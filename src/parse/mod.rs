//! Parsers for the text results written by external statistical tools.
//!
//! Each parser takes the lines of one result file and returns a
//! [`ParsedStatResult`](crate::data::ParsedStatResult). The layouts are those
//! written by the QIIME comparison scripts and by the vegan/ape R functions
//! they wrap; any drift in those layouts must surface as
//! [`CompareError::UnparsableLine`] or [`CompareError::UnparsableFile`] rather
//! than as wrong numbers.

pub mod adonis;
pub mod anosim;
pub mod dbrda;
pub mod float;
pub mod mantel;
pub mod morans_i;
pub mod mrpp;
pub mod ordination;
pub mod permdisp;

pub use adonis::parse_adonis;
pub use anosim::{format_anosim, parse_anosim};
pub use dbrda::parse_dbrda;
pub use float::{parse_correlation, parse_float, parse_p_value, FloatBounds};
pub use mantel::{parse_mantel, parse_partial_mantel, MantelRow};
pub use morans_i::parse_morans_i;
pub use mrpp::parse_mrpp;
pub use ordination::{format_ordination_correlation, parse_ordination_correlation};
pub use permdisp::parse_permdisp;

use crate::error::{CompareError, Result};
use std::fs::File;
use std::io::{BufRead, BufReader};
use std::path::Path;

/// Written in place of a p-value when too few permutations were run.
pub const TOO_FEW_ITERS: &str = "Too few iters to compute p-value";

/// Read a result file into lines.
pub fn read_lines<P: AsRef<Path>>(path: P) -> Result<Vec<String>> {
    let reader = BufReader::new(File::open(path)?);
    reader
        .lines()
        .collect::<std::io::Result<Vec<_>>>()
        .map_err(CompareError::from)
}

/// Text written for a p-value that could not be computed.
pub fn too_few_iters(permutations: usize) -> String {
    format!("{} (num_iters={})", TOO_FEW_ITERS, permutations)
}

/// Last line that is not blank, trimmed.
pub(crate) fn last_non_empty<S: AsRef<str>>(lines: &[S]) -> Option<&str> {
    lines
        .iter()
        .map(|l| l.as_ref().trim())
        .rev()
        .find(|l| !l.is_empty())
}

/// Whitespace tokens of a result line, cut at the "too few iterations"
/// sentinel. The flag is true when the sentinel was found; the tokens are then
/// the ones written before it.
pub(crate) fn split_at_sentinel(line: &str) -> (Vec<&str>, bool) {
    match line.find(TOO_FEW_ITERS) {
        Some(pos) => (line[..pos].split_whitespace().collect(), true),
        None => (line.split_whitespace().collect(), false),
    }
}

/// Parse a p-value token, mapping the "too few iterations" sentinel to `None`.
pub(crate) fn parse_optional_p_value(token: &str) -> Result<Option<f64>> {
    if token.contains(TOO_FEW_ITERS) {
        return Ok(None);
    }
    parse_p_value(token).map(Some)
}

/// Format an optional p-value the way the tools write it.
pub(crate) fn format_optional_p_value(p_value: Option<f64>, permutations: usize) -> String {
    match p_value {
        Some(p) => p.to_string(),
        None => too_few_iters(permutations),
    }
}
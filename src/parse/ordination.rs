//! Correlation between an ordination axis and a gradient category.
//!
//! ```text
//! Correlation coefficient	Parametric p-value	Nonparametric p-value
//! 0.6582	0.0056	0.004
//! ```
//!
//! The nonparametric (permutation) p-value is required.

use super::float::{parse_correlation, parse_p_value};
use super::{last_non_empty, TOO_FEW_ITERS};
use crate::data::ParsedStatResult;
use crate::error::{CompareError, Result};

/// Parse an ordination correlation table into `(rho, p)`.
pub fn parse_ordination_correlation<S: AsRef<str>>(lines: &[S]) -> Result<ParsedStatResult> {
    let line = last_non_empty(lines)
        .ok_or_else(|| CompareError::unparsable_file("ordination_correlation"))?;

    let fields: Vec<&str> = line.split('\t').collect();
    if fields.len() != 3 {
        return Err(CompareError::unparsable_line(line));
    }

    let effect_size = parse_correlation(fields[0])?;
    let p_token = fields[2].trim();
    if p_token.contains(TOO_FEW_ITERS) || p_token == "N/A" {
        return Err(CompareError::unparsable_line(line));
    }
    let p_value = parse_p_value(p_token)?;
    Ok(ParsedStatResult::new(effect_size, p_value))
}

/// Write an ordination correlation table.
pub fn format_ordination_correlation(
    effect_size: f64,
    parametric_p_value: Option<f64>,
    p_value: f64,
) -> Vec<String> {
    let parametric = parametric_p_value
        .map(|p| p.to_string())
        .unwrap_or_else(|| "N/A".to_string());
    vec![
        "Correlation coefficient\tParametric p-value\tNonparametric p-value".to_string(),
        format!("{}\t{}\t{}", effect_size, parametric, p_value),
    ]
}

#[cfg(test)]
mod tests {
    use super::*;
    use crate::parse::too_few_iters;
    use approx::assert_relative_eq;

    #[test]
    fn test_parse() {
        let lines = [
            "Correlation coefficient\tParametric p-value\tNonparametric p-value",
            "0.6582\t0.0056\t0.004",
        ];
        let result = parse_ordination_correlation(&lines).unwrap();
        assert_relative_eq!(result.effect_size, 0.6582);
        assert_eq!(result.p_value, Some(0.004));
    }

    #[test]
    fn test_missing_nonparametric_p_value() {
        let lines = ["0.6582\t0.0056\tN/A"];
        assert!(matches!(
            parse_ordination_correlation(&lines),
            Err(CompareError::UnparsableLine { .. })
        ));

        let line = format!("0.6582\t0.0056\t{}", too_few_iters(10));
        assert!(matches!(
            parse_ordination_correlation(&[line]),
            Err(CompareError::UnparsableLine { .. })
        ));
    }

    #[test]
    fn test_rho_out_of_range() {
        assert!(matches!(
            parse_ordination_correlation(&["1.6582\t0.0056\t0.004"]),
            Err(CompareError::Range { .. })
        ));
    }

    #[test]
    fn test_round_trip() {
        let lines = format_ordination_correlation(-0.25, None, 0.31);
        let result = parse_ordination_correlation(&lines).unwrap();
        assert_eq!(result, ParsedStatResult::new(-0.25, 0.31));
    }
}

_EXERCISE GOAL_: Determine the number of lines in the entries that contain the word "filename". Give that number and nothing more.

_ANSWER FOR THIS EXERCISE_: 2